В 1935 г. И. М. женился на Е.Ю. Карцовой. Венчал их о. Василий Шустин в Алжире, с которым сохранилась духовная связь на всю последующую жизнь.

Во время второй мировой войны И. М. поступил в Парижский Богословский Институт; окончил его со званием Кандидата Богословия.

Благодаря предоставлению ему стипендии Богословским Институтом и благодаря некоторой доли помощи со стороны Его Преосвященства Епископа Серафима, ныне Архиепископа Чикагского, явилась возможность выпустить в свет книгу «Стяжание Духа Святаго в путях древней Руси», 1952 г., служащей первым томом к настоящей книге.

В 1952–53 гг. Иван Михайлович преподавал Патрологию в Свято-Троицкой Духовной Семинарии.

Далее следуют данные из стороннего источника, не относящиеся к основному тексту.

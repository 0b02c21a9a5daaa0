//! Skip/take bounds for list endpoints.

use serde::{Deserialize, Serialize};

use crate::error::ServiceError;

/// Page size used when a caller asks for nothing in particular, and the
/// ceiling applied to deep pages.
pub const DEFAULT_TAKE: u64 = 100;

/// Largest accepted page size after clamping.
pub const MAX_TAKE: u64 = 100;

/// Offsets beyond this force the page size down to [`DEFAULT_TAKE`].
pub const DEEP_SKIP: u64 = 100;

/// A requested window into a listing.
#[derive(Debug, Clone, Copy, Default, PartialEq, Eq, Serialize, Deserialize)]
pub struct Pagination {
    #[serde(default)]
    pub skip: u64,
    #[serde(default)]
    pub take: u64,
}

impl Pagination {
    pub fn new(skip: u64, take: u64) -> Self {
        Self { skip, take }
    }

    /// Applies the listing defaults.
    ///
    /// `(0, 0)` becomes a default-sized first page and any offset past
    /// [`DEEP_SKIP`] is served with a [`DEFAULT_TAKE`] page. The offset itself
    /// is never changed.
    pub fn clamped(self) -> Self {
        let mut take = self.take;
        if self.skip > DEEP_SKIP || (self.take == 0 && self.skip == 0) {
            take = DEFAULT_TAKE;
        }
        Self {
            skip: self.skip,
            take,
        }
    }

    /// Clamps and validates the window, ready to hand to a store.
    pub fn bounds(self) -> Result<Self, ServiceError> {
        let clamped = self.clamped();
        if clamped.take > MAX_TAKE {
            return Err(ServiceError::invalid(format!(
                "take must be at most {MAX_TAKE}, got {}",
                clamped.take
            )));
        }
        if i64::try_from(clamped.skip).is_err() {
            return Err(ServiceError::invalid(format!(
                "skip is out of range: {}",
                clamped.skip
            )));
        }
        Ok(clamped)
    }

    /// Offset as a SQL parameter.
    pub fn offset(&self) -> i64 {
        i64::try_from(self.skip).unwrap_or(i64::MAX)
    }

    /// Limit as a SQL parameter.
    pub fn limit(&self) -> i64 {
        i64::try_from(self.take).unwrap_or(i64::MAX)
    }

    /// Applies the window to an in-memory sequence.
    pub fn window<I: IntoIterator>(&self, items: I) -> impl Iterator<Item = I::Item> {
        let skip = usize::try_from(self.skip).unwrap_or(usize::MAX);
        let take = usize::try_from(self.take).unwrap_or(usize::MAX);
        items.into_iter().skip(skip).take(take)
    }
}
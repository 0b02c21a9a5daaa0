//! The catalog contract and its local implementation.

use std::collections::HashSet;
use std::sync::Arc;

use async_trait::async_trait;
use common::money::MAX_SCALE;
use common::{Pagination, ProductId, ServiceError};

use crate::model::{NewProduct, Product};
use crate::repository::ProductRepository;

/// Operations the catalog service offers to its callers.
#[async_trait]
pub trait CatalogApi: Send + Sync {
    /// Creates a product with a fresh id.
    async fn create_product(&self, product: NewProduct) -> Result<Product, ServiceError>;

    /// Fetches a product; `NotFound` if it does not exist.
    async fn get_product(&self, id: &ProductId) -> Result<Product, ServiceError>;

    /// Lists products within the clamped window.
    async fn list_products(&self, page: Pagination) -> Result<Vec<Product>, ServiceError>;

    /// Resolves many ids in one round trip. Unknown ids are simply absent
    /// from the result, whose order is unspecified.
    async fn get_products_by_ids(&self, ids: &[ProductId]) -> Result<Vec<Product>, ServiceError>;

    /// Text search over name and description within the clamped window.
    async fn search_products(
        &self,
        query: &str,
        page: Pagination,
    ) -> Result<Vec<Product>, ServiceError>;
}

#[async_trait]
impl<T: CatalogApi + ?Sized> CatalogApi for Arc<T> {
    async fn create_product(&self, product: NewProduct) -> Result<Product, ServiceError> {
        (**self).create_product(product).await
    }

    async fn get_product(&self, id: &ProductId) -> Result<Product, ServiceError> {
        (**self).get_product(id).await
    }

    async fn list_products(&self, page: Pagination) -> Result<Vec<Product>, ServiceError> {
        (**self).list_products(page).await
    }

    async fn get_products_by_ids(&self, ids: &[ProductId]) -> Result<Vec<Product>, ServiceError> {
        (**self).get_products_by_ids(ids).await
    }

    async fn search_products(
        &self,
        query: &str,
        page: Pagination,
    ) -> Result<Vec<Product>, ServiceError> {
        (**self).search_products(query, page).await
    }
}

/// Checks a product before it reaches a store or a remote service.
pub fn validate_new_product(product: &NewProduct) -> Result<(), ServiceError> {
    if product.name.trim().is_empty() {
        return Err(ServiceError::invalid("product name is required"));
    }
    if product.price.is_negative() {
        return Err(ServiceError::invalid(format!(
            "product price must not be negative, got {}",
            product.price
        )));
    }
    if !product.price.is_storable() {
        return Err(ServiceError::invalid(format!(
            "product price {} exceeds 14 integer or {MAX_SCALE} fractional digits",
            product.price
        )));
    }
    Ok(())
}

/// Catalog service backed by a repository.
#[derive(Debug, Clone)]
pub struct CatalogService<R: ProductRepository> {
    repository: R,
}

impl<R: ProductRepository> CatalogService<R> {
    /// Creates a new catalog service over the given repository.
    pub fn new(repository: R) -> Self {
        Self { repository }
    }

    /// Returns a reference to the underlying repository.
    pub fn repository(&self) -> &R {
        &self.repository
    }
}

#[async_trait]
impl<R: ProductRepository> CatalogApi for CatalogService<R> {
    #[tracing::instrument(skip(self, product), fields(name = %product.name))]
    async fn create_product(&self, product: NewProduct) -> Result<Product, ServiceError> {
        validate_new_product(&product)?;

        let product = Product {
            id: ProductId::generate(),
            name: product.name.trim().to_string(),
            description: product.description,
            price: product.price,
        };
        self.repository.put_product(&product).await?;

        tracing::info!(product_id = %product.id, price = %product.price, "product created");
        Ok(product)
    }

    #[tracing::instrument(skip(self))]
    async fn get_product(&self, id: &ProductId) -> Result<Product, ServiceError> {
        if id.is_blank() {
            return Err(ServiceError::invalid("product id is required"));
        }
        self.repository
            .get_product(id)
            .await?
            .ok_or_else(|| ServiceError::not_found("product", id))
    }

    #[tracing::instrument(skip(self))]
    async fn list_products(&self, page: Pagination) -> Result<Vec<Product>, ServiceError> {
        let page = page.bounds()?;
        Ok(self.repository.list_products(page).await?)
    }

    #[tracing::instrument(skip(self, ids), fields(requested = ids.len()))]
    async fn get_products_by_ids(&self, ids: &[ProductId]) -> Result<Vec<Product>, ServiceError> {
        let mut seen = HashSet::new();
        let distinct: Vec<ProductId> = ids
            .iter()
            .filter(|id| seen.insert(*id))
            .cloned()
            .collect();
        if distinct.is_empty() {
            return Ok(Vec::new());
        }
        Ok(self.repository.get_products_by_ids(&distinct).await?)
    }

    #[tracing::instrument(skip(self))]
    async fn search_products(
        &self,
        query: &str,
        page: Pagination,
    ) -> Result<Vec<Product>, ServiceError> {
        let page = page.bounds()?;
        if query.trim().is_empty() {
            return Ok(self.repository.list_products(page).await?);
        }
        Ok(self.repository.search_products(query, page).await?)
    }
}
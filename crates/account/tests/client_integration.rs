//! Drives `HttpAccountClient` against the account router on a real socket.

use std::sync::Arc;
use std::time::Duration;

use account::{AccountApi, AccountService, HttpAccountClient, InMemoryAccountRepository};
use common::{AccountId, ErrorKind, Pagination};

async fn spawn_service() -> HttpAccountClient {
    let service = Arc::new(AccountService::new(InMemoryAccountRepository::new()));
    let listener = tokio::net::TcpListener::bind("127.0.0.1:0").await.unwrap();
    let addr = listener.local_addr().unwrap();
    tokio::spawn(async move {
        axum::serve(listener, account::routes::router(service))
            .await
            .unwrap();
    });
    HttpAccountClient::new(format!("http://{addr}"), Duration::from_secs(5))
}

#[tokio::test]
async fn test_create_get_and_list_over_http() {
    let client = spawn_service().await;

    let alice = client.create_account("Alice".into()).await.unwrap();
    assert_eq!(alice.name, "Alice");

    let fetched = client.get_account(&alice.id).await.unwrap();
    assert_eq!(fetched, alice);

    let listed = client.list_accounts(Pagination::new(0, 10)).await.unwrap();
    assert_eq!(listed, vec![alice]);
}

#[tokio::test]
async fn test_missing_account_keeps_not_found_kind() {
    let client = spawn_service().await;

    let err = client
        .get_account(&AccountId::new("ghost"))
        .await
        .unwrap_err();
    assert_eq!(err.kind(), ErrorKind::NotFound);
}

#[tokio::test]
async fn test_reserved_characters_do_not_reach_another_account() {
    let client = spawn_service().await;
    let alice = client.create_account("Alice".into()).await.unwrap();

    for suffix in ["?x=1", "#frag", "/orders", "%2F"] {
        let id = AccountId::new(format!("{}{suffix}", alice.id));
        let err = client.get_account(&id).await.unwrap_err();
        assert_eq!(err.kind(), ErrorKind::NotFound, "id {id}");
    }

    let err = client.get_account(&AccountId::new("a/b")).await.unwrap_err();
    assert_eq!(err.kind(), ErrorKind::NotFound);
}

#[tokio::test]
async fn test_invalid_input_keeps_its_kind() {
    let client = spawn_service().await;

    let err = client.create_account("   ".into()).await.unwrap_err();
    assert_eq!(err.kind(), ErrorKind::InvalidArgument);
}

Вторая его книга вышла под заглавием: «Истоки душевной катастрофы Л.Н. Толстого», Мюнхен 1956.

Иван Михайлович скончался 6-го июля 1965 г. в гор. Берклей, Калифорния.

После него осталась неоконченной настоящая книга «Оптина Пустынь и ее время». Ныне она выходит в свет в издании Свято-Троицкой Обители, пополненная вдовою автора, при помощи и любезном содействий Г.Д. Подмошенского, ныне в монашестве отца Германа.


Источник: Стяжание Духа Святого / И.М. Концевич. - Москва : Институт русской цивилизации, 2009. – 864 с. / Оптина Пустынь и ее время. 249-853 с.